Stability AI Aims for Success with Launch of Innovative AI-Powered Music Generator

A year ago, London-based Stability AI, renowned for its open-source image-generating model Stable Diffusion, quietly introduced Dance Diffusion, a model designed to generate music and sound effects from text descriptions. This marked Stability AI's entry into generative audio, highlighting the company's significant investment and keen interest in the evolving field of AI music creation tools. However, progress on the generative audio front seemed stagnant for nearly a year after the Dance Diffusion announcement, particularly concerning Stability's initiatives.

The research organization funded by Stability to create Dance Diffusion, Harmonai, ceased updates on the model sometime last year. Traditionally, Stability has provided resources and computational power to external teams rather than solely developing models in-house. Dance Diffusion never transitioned to a more user-friendly format; as of now, installing it necessitates direct engagement with the source code, owing to the absence of a user interface.

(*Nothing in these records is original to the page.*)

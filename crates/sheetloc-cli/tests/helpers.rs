#![allow(dead_code)]

use assert_cmd::prelude::*;
use std::path::{Path, PathBuf};
use std::process::Command;

use sheetloc_core::Catalog;
use sheetloc_workbook::{SheetData, WorkbookWriter, XlsxWriter};
use tempfile::TempDir;

/// A scratch project: `sheetloc.config.toml`, `messages/<lang>/*.toml`, and
/// an empty `sheets/` directory for workbooks.
pub struct Project {
    pub tmp: TempDir,
    pub config: PathBuf,
    pub sheets: PathBuf,
}

impl Project {
    pub fn new(languages: &[&str]) -> Self {
        let tmp = tempfile::tempdir().unwrap();
        for lang in languages {
            std::fs::create_dir_all(tmp.path().join("messages").join(lang)).unwrap();
        }
        let sheets = tmp.path().join("sheets");
        std::fs::create_dir(&sheets).unwrap();
        let list = languages
            .iter()
            .map(|l| format!("\"{l}\""))
            .collect::<Vec<_>>()
            .join(", ");
        let config = tmp.path().join("sheetloc.config.toml");
        std::fs::write(
            &config,
            format!("format = \"toml\"\nmessagePath = \"messages\"\nlanguages = [{list}]\n"),
        )
        .unwrap();
        Self {
            tmp,
            config,
            sheets,
        }
    }

    pub fn catalog_path(&self, language: &str, category: &str) -> PathBuf {
        self.tmp
            .path()
            .join("messages")
            .join(language)
            .join(format!("{category}.toml"))
    }

    pub fn catalog(&self, language: &str, category: &str, pairs: &[(&str, &str)]) -> PathBuf {
        let path = self.catalog_path(language, category);
        sheetloc_catalog::write_catalog(&path, &catalog(pairs)).unwrap();
        path
    }

    pub fn read_catalog(&self, language: &str, category: &str) -> Catalog {
        sheetloc_catalog::load_catalog(&self.catalog_path(language, category)).unwrap()
    }

    /// Write `sheets/<language>.xlsx` with one sheet per `(category, rows)`.
    pub fn workbook(&self, language: &str, sheets: &[(&str, &[(&str, &str)])]) {
        let data: Vec<SheetData> = sheets
            .iter()
            .map(|(name, rows)| SheetData {
                name: name.to_string(),
                rows: rows
                    .iter()
                    .map(|(k, v)| (k.to_string(), v.to_string()))
                    .collect(),
            })
            .collect();
        XlsxWriter::default()
            .write(&self.sheets.join(format!("{language}.xlsx")), &data)
            .unwrap();
    }

    /// The binary, run inside the project with logs kept in the temp dir.
    pub fn cmd(&self) -> Command {
        let mut cmd = Command::cargo_bin("sheetloc").unwrap();
        cmd.current_dir(self.tmp.path())
            .env("SHEETLOC_LOG_DIR", self.tmp.path().join("logs"))
            .env_remove("RUST_LOG");
        cmd
    }

    pub fn path(&self) -> &Path {
        self.tmp.path()
    }
}

pub fn catalog(pairs: &[(&str, &str)]) -> Catalog {
    pairs
        .iter()
        .map(|(k, v)| (k.to_string(), v.to_string()))
        .collect()
}

pub fn has_ansi(s: &str) -> bool {
    s.bytes().any(|b| b == 0x1B)
}

/// Parse the single JSON line a `--format json` run prints.
pub fn json_stdout(output: &std::process::Output) -> serde_json::Value {
    let stdout = String::from_utf8_lossy(&output.stdout);
    serde_json::from_str(stdout.trim()).unwrap_or_else(|e| panic!("bad JSON ({e}):\n{stdout}"))
}
use std::path::Path;

use calamine::{open_workbook_auto, Data, Range, Reader};
use rust_xlsxwriter::Format;

use crate::{SheetData, Workbook, WorkbookError, WorkbookReader, WorkbookWriter, HEADER};

const COLUMN_WIDTH: f64 = 60.0;

/// Writes `.xlsx` files.
#[derive(Debug, Clone, Default)]
pub struct XlsxWriter {
    /// Fixed row height for data rows. `None` leaves the height to the
    /// spreadsheet application, which LibreOffice Calc does not always honour.
    pub line_height: Option<f64>,
}

impl XlsxWriter {
    pub fn new(line_height: Option<f64>) -> Self {
        Self { line_height }
    }
}

impl WorkbookWriter for XlsxWriter {
    fn extension(&self) -> &str {
        crate::DEFAULT_EXTENSION
    }

    fn write(&self, path: &Path, sheets: &[SheetData]) -> Result<(), WorkbookError> {
        let err = |source| WorkbookError::Write {
            path: path.display().to_string(),
            source,
        };

        let mut book = rust_xlsxwriter::Workbook::new();
        let bold = Format::new().set_bold();
        let wrap = Format::new().set_text_wrap();

        for (idx, sheet) in sheets.iter().enumerate() {
            let ws = book.add_worksheet();
            ws.set_name(&sheet.name).map_err(err)?;
            ws.set_column_width(0, COLUMN_WIDTH).map_err(err)?;
            ws.set_column_width(1, COLUMN_WIDTH).map_err(err)?;
            ws.write_string_with_format(0, 0, HEADER[0], &bold)
                .map_err(err)?;
            ws.write_string_with_format(0, 1, HEADER[1], &bold)
                .map_err(err)?;

            for (i, (source, translation)) in sheet.rows.iter().enumerate() {
                let row = i as u32 + 1;
                ws.write_string_with_format(row, 0, source, &wrap)
                    .map_err(err)?;
                // Column B stays absent for untranslated messages.
                if !translation.is_empty() {
                    ws.write_string_with_format(row, 1, translation, &wrap)
                        .map_err(err)?;
                }
                if let Some(height) = self.line_height {
                    ws.set_row_height(row, height).map_err(err)?;
                }
            }

            if idx == 0 {
                ws.set_active(true);
            }
        }

        book.save(path).map_err(err)?;
        Ok(())
    }
}

/// Opens any spreadsheet format calamine understands (xlsx, xlsm, xls, ods).
#[derive(Debug, Clone, Copy, Default)]
pub struct XlsxReader;

struct LoadedWorkbook {
    sheets: Vec<(String, Range<Data>)>,
}

impl WorkbookReader for XlsxReader {
    fn open(&self, path: &Path) -> Result<Box<dyn Workbook>, WorkbookError> {
        let mut wb = open_workbook_auto(path).map_err(|source| WorkbookError::Open {
            path: path.display().to_string(),
            source,
        })?;
        let mut sheets = Vec::new();
        for name in wb.sheet_names() {
            let range = wb
                .worksheet_range(&name)
                .map_err(|source| WorkbookError::Sheet {
                    path: path.display().to_string(),
                    sheet: name.clone(),
                    source,
                })?;
            sheets.push((name, range));
        }
        Ok(Box::new(LoadedWorkbook { sheets }))
    }
}

impl Workbook for LoadedWorkbook {
    fn sheet_names(&self) -> Vec<String> {
        self.sheets.iter().map(|(n, _)| n.clone()).collect()
    }

    fn cell(&self, sheet: &str, row: u32, column: u32) -> Option<String> {
        if row == 0 || column == 0 {
            return None;
        }
        let (_, range) = self.sheets.iter().find(|(n, _)| n == sheet)?;
        match range.get_value((row - 1, column - 1))? {
            Data::Empty => None,
            value => Some(cell_text(value)),
        }
    }
}

fn cell_text(value: &Data) -> String {
    match value {
        Data::String(s) => s.clone(),
        Data::Int(i) => i.to_string(),
        Data::Float(f) => f.to_string(),
        Data::Bool(true) => "TRUE".to_string(),
        Data::Bool(false) => "FALSE".to_string(),
        other => other.to_string(),
    }
}
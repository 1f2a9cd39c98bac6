//! Catalog files: one flat TOML table of `source = translation` pairs per
//! (language, category), preceded by a fixed comment header.

use std::fs;
use std::io::Write;
use std::path::{Path, PathBuf};

use sheetloc_core::{persisted_order, Catalog};
use thiserror::Error;
use walkdir::WalkDir;

/// File extension of catalog files.
pub const CATALOG_EXT: &str = "toml";

/// Written verbatim at the top of every catalog file.
pub const CATALOG_HEADER: &str = "\
# Message translations.
#
# This file is created by the message extraction step and updated by
# `sheetloc import`. Each entry maps a source message (the key) to its
# translation (the value). An empty value means the message has not been
# translated yet.
#
# Untranslated messages are listed first, followed by translated ones.
# Both groups are sorted by source message.
#
# NOTE: this file must be saved in UTF-8 encoding.

";

#[derive(Debug, Error)]
pub enum CatalogError {
    #[error("failed to read catalog {}: {source}", .path.display())]
    Read {
        path: PathBuf,
        #[source]
        source: std::io::Error,
    },
    #[error("invalid catalog {}: {source}", .path.display())]
    Parse {
        path: PathBuf,
        #[source]
        source: toml::de::Error,
    },
    #[error("failed to render catalog: {0}")]
    Render(#[from] toml::ser::Error),
    #[error("failed to write catalog {}: {source}", .path.display())]
    Write {
        path: PathBuf,
        #[source]
        source: std::io::Error,
    },
}

/// Read a catalog file. Every value must be a string.
pub fn load_catalog(path: &Path) -> Result<Catalog, CatalogError> {
    let text = fs::read_to_string(path).map_err(|source| CatalogError::Read {
        path: path.to_path_buf(),
        source,
    })?;
    parse_catalog(&text).map_err(|source| CatalogError::Parse {
        path: path.to_path_buf(),
        source,
    })
}

pub fn parse_catalog(text: &str) -> Result<Catalog, toml::de::Error> {
    toml::from_str::<Catalog>(text)
}

/// Header plus entries in persisted order.
pub fn render_catalog(catalog: &Catalog) -> Result<String, CatalogError> {
    let mut table = toml::Table::new();
    for (key, value) in persisted_order(catalog) {
        table.insert(key.to_string(), toml::Value::String(value.to_string()));
    }
    let body = toml::to_string(&table)?;
    let mut out = String::with_capacity(CATALOG_HEADER.len() + body.len());
    out.push_str(CATALOG_HEADER);
    out.push_str(&body);
    Ok(out)
}

/// Render and persist a catalog, replacing the file atomically.
pub fn write_catalog(path: &Path, catalog: &Catalog) -> Result<(), CatalogError> {
    let content = render_catalog(catalog)?;
    write_atomic(path, content.as_bytes())
}

/// Write to a sibling temp file, then rename over `path`.
pub fn write_atomic(path: &Path, bytes: &[u8]) -> Result<(), CatalogError> {
    let io_err = |source| CatalogError::Write {
        path: path.to_path_buf(),
        source,
    };
    if let Some(parent) = path.parent() {
        fs::create_dir_all(parent).map_err(io_err)?;
    }
    let mut tmp_name = path.as_os_str().to_owned();
    tmp_name.push(".tmp");
    let tmp = PathBuf::from(tmp_name);
    {
        let mut f = fs::File::create(&tmp).map_err(io_err)?;
        f.write_all(bytes).map_err(io_err)?;
        f.sync_all().map_err(io_err)?;
    }
    fs::rename(&tmp, path).map_err(|e| {
        let _ = fs::remove_file(&tmp);
        io_err(e)
    })
}

/// Category names (file stems) of the catalog files directly inside
/// `language_dir`, sorted. A missing directory yields no categories.
pub fn list_categories(language_dir: &Path) -> Vec<String> {
    let mut out: Vec<String> = WalkDir::new(language_dir)
        .min_depth(1)
        .max_depth(1)
        .into_iter()
        .filter_map(|e| e.ok())
        .filter(|e| e.file_type().is_file())
        .filter(|e| {
            e.path()
                .extension()
                .is_some_and(|ext| ext == CATALOG_EXT)
        })
        .filter_map(|e| {
            e.path()
                .file_stem()
                .map(|s| s.to_string_lossy().into_owned())
        })
        .collect();
    out.sort();
    tracing::debug!(event = "categories_found", dir = %language_dir.display(), count = out.len());
    out
}
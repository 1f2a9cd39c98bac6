pub mod export;
pub mod import;
pub mod schema;

use crate::SelectionArgs;
use sheetloc_config::SelectionCfg;
use sheetloc_services::{Filter, Selector};

/// Command line lists win; the unlisted-language policy falls back to the
/// defaults file.
pub(crate) fn selector(args: SelectionArgs, defaults: Option<SelectionCfg>) -> Selector {
    let unlisted = args
        .unlisted_languages
        .or(defaults.and_then(|d| d.unlisted_languages))
        .unwrap_or_default();
    Selector::new(
        Filter::from_csv(args.languages.as_deref(), args.ignore_languages.as_deref()),
        Filter::from_csv(args.categories.as_deref(), args.ignore_categories.as_deref()),
        unlisted,
    )
}
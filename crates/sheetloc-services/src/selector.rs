use sheetloc_core::UnlistedPolicy;

/// Include/exclude lists for one dimension (languages or categories).
#[derive(Debug, Clone, Default, PartialEq, Eq)]
pub struct Filter {
    include: Option<Vec<String>>,
    exclude: Option<Vec<String>>,
}

impl Filter {
    /// Build from comma separated lists as given on the command line.
    pub fn from_csv(include: Option<&str>, exclude: Option<&str>) -> Self {
        Self {
            include: include.map(split_list),
            exclude: exclude.map(split_list),
        }
    }

    pub fn include(names: &[&str]) -> Self {
        Self {
            include: Some(names.iter().map(|s| s.to_string()).collect()),
            exclude: None,
        }
    }

    pub fn exclude(names: &[&str]) -> Self {
        Self {
            include: None,
            exclude: Some(names.iter().map(|s| s.to_string()).collect()),
        }
    }

    /// An include-list wins over an exclude-list; with neither, `unlisted` decides.
    fn accepts(&self, name: &str, unlisted: UnlistedPolicy) -> bool {
        if let Some(include) = &self.include {
            return include.iter().any(|n| n == name);
        }
        if let Some(exclude) = &self.exclude {
            return !exclude.iter().any(|n| n == name);
        }
        unlisted == UnlistedPolicy::Include
    }
}

/// Split `a, b,,c` into `["a", "b", "c"]`.
pub fn split_list(s: &str) -> Vec<String> {
    s.split(',')
        .map(str::trim)
        .filter(|p| !p.is_empty())
        .map(str::to_string)
        .collect()
}

/// Decides which languages and categories take part in a run. The same
/// selector is applied on export and on import.
#[derive(Debug, Clone, Default)]
pub struct Selector {
    pub languages: Filter,
    pub categories: Filter,
    /// Language policy when no list is configured. Categories always default
    /// to included.
    pub unlisted_languages: UnlistedPolicy,
}

impl Selector {
    pub fn new(languages: Filter, categories: Filter, unlisted_languages: UnlistedPolicy) -> Self {
        Self {
            languages,
            categories,
            unlisted_languages,
        }
    }

    pub fn language_included(&self, language: &str) -> bool {
        self.languages.accepts(language, self.unlisted_languages)
    }

    pub fn category_included(&self, category: &str) -> bool {
        self.categories.accepts(category, UnlistedPolicy::Include)
    }
}
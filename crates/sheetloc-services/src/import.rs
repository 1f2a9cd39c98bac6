use std::path::{Path, PathBuf};

use sheetloc_core::{Catalog, ImportSet, Result};
use sheetloc_workbook::{Workbook, WorkbookReader};
use walkdir::WalkDir;

use crate::report::{Event, Reporter};
use crate::selector::Selector;

/// `(language, path)` for every `*.<extension>` file directly in `dir`,
/// sorted by file name. The file stem is the language code.
pub fn discover_workbooks(dir: &Path, extension: &str) -> Vec<(String, PathBuf)> {
    WalkDir::new(dir)
        .min_depth(1)
        .max_depth(1)
        .sort_by_file_name()
        .into_iter()
        .filter_map(|e| e.ok())
        .filter(|e| e.file_type().is_file())
        .filter(|e| e.path().extension().is_some_and(|ext| ext == extension))
        .filter_map(|e| {
            let stem = e.path().file_stem()?.to_string_lossy().into_owned();
            Some((stem, e.into_path()))
        })
        .collect()
}

/// Read the translations of one sheet.
///
/// Row 1 is the header. Scanning stops at the first row whose source cell
/// (column A) is absent; an empty string there does not stop it. Rows whose
/// translation (column B) is blank after trimming are not recorded at all.
pub fn read_sheet(workbook: &dyn Workbook, sheet: &str) -> Catalog {
    let mut out = Catalog::new();
    let mut row = 2;
    while let Some(source) = workbook.cell(sheet, row, 1) {
        let translation = workbook.cell(sheet, row, 2).unwrap_or_default();
        if !translation.trim().is_empty() {
            out.insert(source, translation);
        }
        row += 1;
    }
    out
}

/// Add the selected sheets of one language's workbook to `import`.
pub fn collect_workbook(
    language: &str,
    workbook: &dyn Workbook,
    selector: &Selector,
    import: &mut ImportSet,
    reporter: &mut dyn Reporter,
) {
    for category in workbook.sheet_names() {
        if !selector.category_included(&category) {
            reporter.report(Event::CategorySkipped {
                language: language.to_string(),
                category,
            });
            continue;
        }
        let translations = read_sheet(workbook, &category);
        tracing::debug!(event = "import_sheet_read", language = %language, category = %category, translations = translations.len());
        if translations.is_empty() {
            continue;
        }
        import
            .entry(language.to_string())
            .or_default()
            .entry(category)
            .or_default()
            .extend(translations);
    }
}

/// Read every selected workbook in `dir` into an import set.
pub fn build_import_set(
    dir: &Path,
    extension: &str,
    selector: &Selector,
    reader: &dyn WorkbookReader,
    reporter: &mut dyn Reporter,
) -> Result<ImportSet> {
    let mut import = ImportSet::new();
    for (language, path) in discover_workbooks(dir, extension) {
        if !selector.language_included(&language) {
            reporter.report(Event::LanguageSkipped { language });
            continue;
        }
        let workbook = reader.open(&path)?;
        reporter.report(Event::WorkbookRead {
            language: language.clone(),
            path: path.clone(),
            sheets: workbook.sheet_names().len(),
        });
        collect_workbook(&language, workbook.as_ref(), selector, &mut import, reporter);
    }
    Ok(import)
}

Under pressure from investors to convert over $100 million in funding into profitable products, Stability AI is re-engaging with audio in a substantial manner. Today, the company unveiled Stable Audio, which it claims is the first platform capable of generating “high-quality” 44.1 kHz music for commercial use through a technique known as latent diffusion. Stability asserts that Stable Audio’s model, which encompasses approximately 1.2 billion parameters, allows unprecedented control over synthesized audio content and duration compared to previous generative music tools.

“Stability AI is dedicated to unlocking human potential by developing foundational AI models across various content types or ‘modalities,’” stated Ed Newton-Rex, VP of audio for Stability AI, in an email interview. “Beginning with Stable Diffusion, we've expanded into languages, coding, and now music. We envision a future of generative AI that embraces multimodality.”

Unlike Harmonai, which primarily trained Dance Diffusion, Stable Audio was developed by Stability’s formalized audio team, which drew inspiration from Dance Diffusion. Harmonai now functions as Stability's AI music research division, according to Newton-Rex, who joined Stability last year after notable roles at TikTok and Snap.

“Dance Diffusion produced short, random audio clips from a restricted sound palette, requiring users to fine-tune the model for control. In contrast, Stable Audio can create longer audio tracks while allowing users to guide the generation through text prompts and specify desired durations,” Newton-Rex explained. “Some prompts yield impressive results, particularly in genres like EDM and ambient music, while others may produce more unconventional output, such as melodic, classical, and jazz compositions.”

Despite multiple requests for early access, Stability declined to allow previews of Stable Audio prior to its launch. Currently, users can access Stable Audio only through a web application that went live this morning. In a decision that may disappoint advocates of open research, Stability has not announced any plans to release the Stable Audio model as open source.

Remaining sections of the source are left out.